What the exercise asks: Taking the entries below from the top, restate each line exactly and end with the line containing "#[derive(Debug, Clone, PartialEq)]".

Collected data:
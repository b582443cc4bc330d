use super::envelope::{ERROR_PAYLOAD_MISMATCH, ListResult, ResultEnvelope, RspError, UnitResult};
use std::fmt;
use tradewire_core::{Record, RecordKind};

/// Payload produced by the dispatcher for a resolved token
#[derive(Debug, Clone, PartialEq)]
pub enum Completion {
    /// Unary reply, with or without a record
    Single(Option<Record>),
    /// Finalized stream, records in arrival order
    List(Vec<Record>),
}

type UnitFn = Box<dyn FnOnce(UnitResult) + Send>;
type SingleFn = Box<dyn FnOnce(ResultEnvelope<Record>) + Send>;
type ListFn = Box<dyn FnOnce(ListResult<Record>) + Send>;

/// Caller-supplied completion, stored type-erased in the registry
///
/// Typed callbacks are wrapped at registration; the record type is checked
/// when the continuation fires, and a mismatch resolves the call as a
/// failure with [`ERROR_PAYLOAD_MISMATCH`] instead of panicking.
pub enum Continuation {
    Unit(UnitFn),
    Single(SingleFn),
    List(ListFn),
}

impl Continuation {
    /// No-payload continuation
    pub fn unit(f: impl FnOnce(UnitResult) + Send + 'static) -> Self {
        Continuation::Unit(Box::new(f))
    }

    /// Single-payload continuation for records of type `T`
    pub fn single<T>(f: impl FnOnce(ResultEnvelope<T>) + Send + 'static) -> Self
    where
        T: TryFrom<Record, Error = Record> + 'static,
    {
        Continuation::Single(Box::new(move |result: ResultEnvelope<Record>| {
            f(narrow_single(result))
        }))
    }

    /// Ordered-list continuation for records of type `T`
    pub fn list<T>(f: impl FnOnce(ListResult<T>) + Send + 'static) -> Self
    where
        T: TryFrom<Record, Error = Record> + 'static,
    {
        Continuation::List(Box::new(move |result: ListResult<Record>| {
            f(narrow_list(result))
        }))
    }

    /// Shape name, for logging
    pub fn shape(&self) -> &'static str {
        match self {
            Continuation::Unit(_) => "unit",
            Continuation::Single(_) => "single",
            Continuation::List(_) => "list",
        }
    }

    /// Fire the continuation with the outcome of its call
    pub fn resolve(self, outcome: Result<Completion, RspError>) {
        match self {
            Continuation::Unit(f) => f(match outcome {
                Ok(_) => ResultEnvelope::success_empty(),
                Err(e) => e.into(),
            }),
            Continuation::Single(f) => f(match outcome {
                Ok(Completion::Single(Some(record))) => ResultEnvelope::success(record),
                Ok(Completion::Single(None)) => ResultEnvelope::success_empty(),
                Ok(Completion::List(_)) => shape_mismatch("single", "list"),
                Err(e) => e.into(),
            }),
            Continuation::List(f) => f(match outcome {
                Ok(Completion::List(records)) => ResultEnvelope::success(records),
                Ok(Completion::Single(_)) => shape_mismatch("list", "single"),
                Err(e) => e.into(),
            }),
        }
    }
}

impl fmt::Debug for Continuation {
    fn fmt(&self, f: &mut fmt::Formatter<'_>) -> fmt::Result {
        write!(f, "Continuation::{}", self.shape())
    }
}

fn shape_mismatch<T>(expected: &str, got: &str) -> ResultEnvelope<T> {
    ResultEnvelope::failure(
        ERROR_PAYLOAD_MISMATCH,
        format!("expected {} reply, got {}", expected, got),
    )
}

fn kind_mismatch<T>(got: RecordKind) -> ResultEnvelope<T> {
    ResultEnvelope::failure(
        ERROR_PAYLOAD_MISMATCH,
        format!("unexpected {} record", got),
    )
}

fn narrow_single<T>(result: ResultEnvelope<Record>) -> ResultEnvelope<T>
where
    T: TryFrom<Record, Error = Record>,
{
    if !result.is_success {
        return failed(result);
    }
    match result.payload {
        None => ResultEnvelope::success_empty(),
        Some(record) => match T::try_from(record) {
            Ok(value) => ResultEnvelope::success(value),
            Err(other) => kind_mismatch(other.kind()),
        },
    }
}

fn narrow_list<T>(result: ListResult<Record>) -> ListResult<T>
where
    T: TryFrom<Record, Error = Record>,
{
    if !result.is_success {
        return failed(result);
    }
    let records = result.payload.unwrap_or_default();
    let mut narrowed = Vec::with_capacity(records.len());
    for record in records {
        match T::try_from(record) {
            Ok(value) => narrowed.push(value),
            Err(other) => return kind_mismatch(other.kind()),
        }
    }
    ResultEnvelope::success(narrowed)
}

fn failed<T, U>(result: ResultEnvelope<T>) -> ResultEnvelope<U> {
    ResultEnvelope {
        is_success: false,
        error_code: result.error_code,
        error_message: result.error_message,
        payload: None,
    }
}

#[cfg(test)]
mod tests {
    use super::*;
    use rust_decimal::Decimal;
    use std::sync::{Arc, Mutex};
    use tradewire_core::{AccountInfo, LoginInfo};

    fn login(session_id: i32) -> LoginInfo {
        LoginInfo {
            investor_id: "0001".to_string(),
            trading_day: "20240102".to_string(),
            login_time: "08:55:00".to_string(),
            front_id: 1,
            session_id,
            max_order_ref: "0".to_string(),
        }
    }

    fn account() -> AccountInfo {
        AccountInfo {
            investor_id: "0001".to_string(),
            trading_day: "20240102".to_string(),
            deposit: Decimal::ZERO,
            withdraw: Decimal::ZERO,
            frozen_margin: Decimal::ZERO,
            frozen_cash: Decimal::ZERO,
            current_margin: Decimal::ZERO,
            cash_in: Decimal::ZERO,
            commission: Decimal::ZERO,
            close_profit: Decimal::ZERO,
            position_profit: Decimal::ZERO,
            balance: Decimal::from(1_000_000),
            available: Decimal::from(1_000_000),
            withdraw_quota: Decimal::ZERO,
        }
    }

    fn capture<T: Send + 'static>() -> (Arc<Mutex<Option<T>>>, impl FnOnce(T) + Send + 'static) {
        let slot = Arc::new(Mutex::new(None));
        let sink = Arc::clone(&slot);
        (slot, move |value| *sink.lock().unwrap() = Some(value))
    }

    #[test]
    fn test_single_narrows_record() {
        let (slot, sink) = capture::<ResultEnvelope<LoginInfo>>();
        Continuation::single(sink).resolve(Ok(Completion::Single(Some(login(42).into()))));

        let result = slot.lock().unwrap().take().unwrap();
        assert!(result.is_success);
        assert_eq!(result.payload.unwrap().session_id, 42);
    }

    #[test]
    fn test_single_kind_mismatch_is_failure() {
        let (slot, sink) = capture::<ResultEnvelope<LoginInfo>>();
        Continuation::single(sink).resolve(Ok(Completion::Single(Some(account().into()))));

        let result = slot.lock().unwrap().take().unwrap();
        assert!(!result.is_success);
        assert_eq!(result.error_code, Some(ERROR_PAYLOAD_MISMATCH));
        assert!(result.error_message.unwrap().contains("account"));
    }

    #[test]
    fn test_single_without_record_is_empty_success() {
        let (slot, sink) = capture::<ResultEnvelope<AccountInfo>>();
        Continuation::single(sink).resolve(Ok(Completion::Single(None)));

        let result = slot.lock().unwrap().take().unwrap();
        assert!(result.is_success);
        assert!(result.payload.is_none());
    }

    #[test]
    fn test_list_preserves_order() {
        let (slot, sink) = capture::<ListResult<LoginInfo>>();
        let records = vec![login(1).into(), login(2).into(), login(3).into()];
        Continuation::list(sink).resolve(Ok(Completion::List(records)));

        let result = slot.lock().unwrap().take().unwrap();
        let ids: Vec<i32> = result.payload.unwrap().iter().map(|l| l.session_id).collect();
        assert_eq!(ids, vec![1, 2, 3]);
    }

    #[test]
    fn test_list_with_foreign_record_is_failure() {
        let (slot, sink) = capture::<ListResult<LoginInfo>>();
        let records = vec![login(1).into(), account().into()];
        Continuation::list(sink).resolve(Ok(Completion::List(records)));

        let result = slot.lock().unwrap().take().unwrap();
        assert!(!result.is_success);
        assert!(result.payload.is_none());
    }

    #[test]
    fn test_shape_mismatch() {
        let (slot, sink) = capture::<ListResult<LoginInfo>>();
        Continuation::list(sink).resolve(Ok(Completion::Single(None)));
        let result = slot.lock().unwrap().take().unwrap();
        assert_eq!(result.error_code, Some(ERROR_PAYLOAD_MISMATCH));

        let (slot, sink) = capture::<ResultEnvelope<LoginInfo>>();
        Continuation::single(sink).resolve(Ok(Completion::List(vec![])));
        let result = slot.lock().unwrap().take().unwrap();
        assert_eq!(result.error_code, Some(ERROR_PAYLOAD_MISMATCH));
    }

    #[test]
    fn test_unit_ignores_payload() {
        let (slot, sink) = capture::<UnitResult>();
        Continuation::unit(sink).resolve(Ok(Completion::Single(Some(login(1).into()))));
        assert!(slot.lock().unwrap().take().unwrap().is_success);
    }

    #[test]
    fn test_error_reaches_every_shape() {
        let error = RspError::new(25, "order not found");

        let (unit, sink) = capture::<UnitResult>();
        Continuation::unit(sink).resolve(Err(error.clone()));
        assert_eq!(unit.lock().unwrap().take().unwrap().error_code, Some(25));

        let (list, sink) = capture::<ListResult<LoginInfo>>();
        Continuation::list(sink).resolve(Err(error));
        let result = list.lock().unwrap().take().unwrap();
        assert_eq!(result.error_message.as_deref(), Some("order not found"));
        assert!(result.payload.is_none());
    }

    #[test]
    fn test_debug_shows_shape() {
        let continuation = Continuation::unit(|_| {});
        assert_eq!(format!("{:?}", continuation), "Continuation::unit");
    }
}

Exercise answer:
repository b582443cc4bc330d
use super::envelope::{ERROR_PAYLOAD_MISMATCH, ListResult, ResultEnvelope, RspError, UnitResult};
use std::fmt;
use tradewire_core::{Record, RecordKind};

/// Payload produced by the dispatcher for a resolved token
#[derive(Debug, Clone, PartialEq)]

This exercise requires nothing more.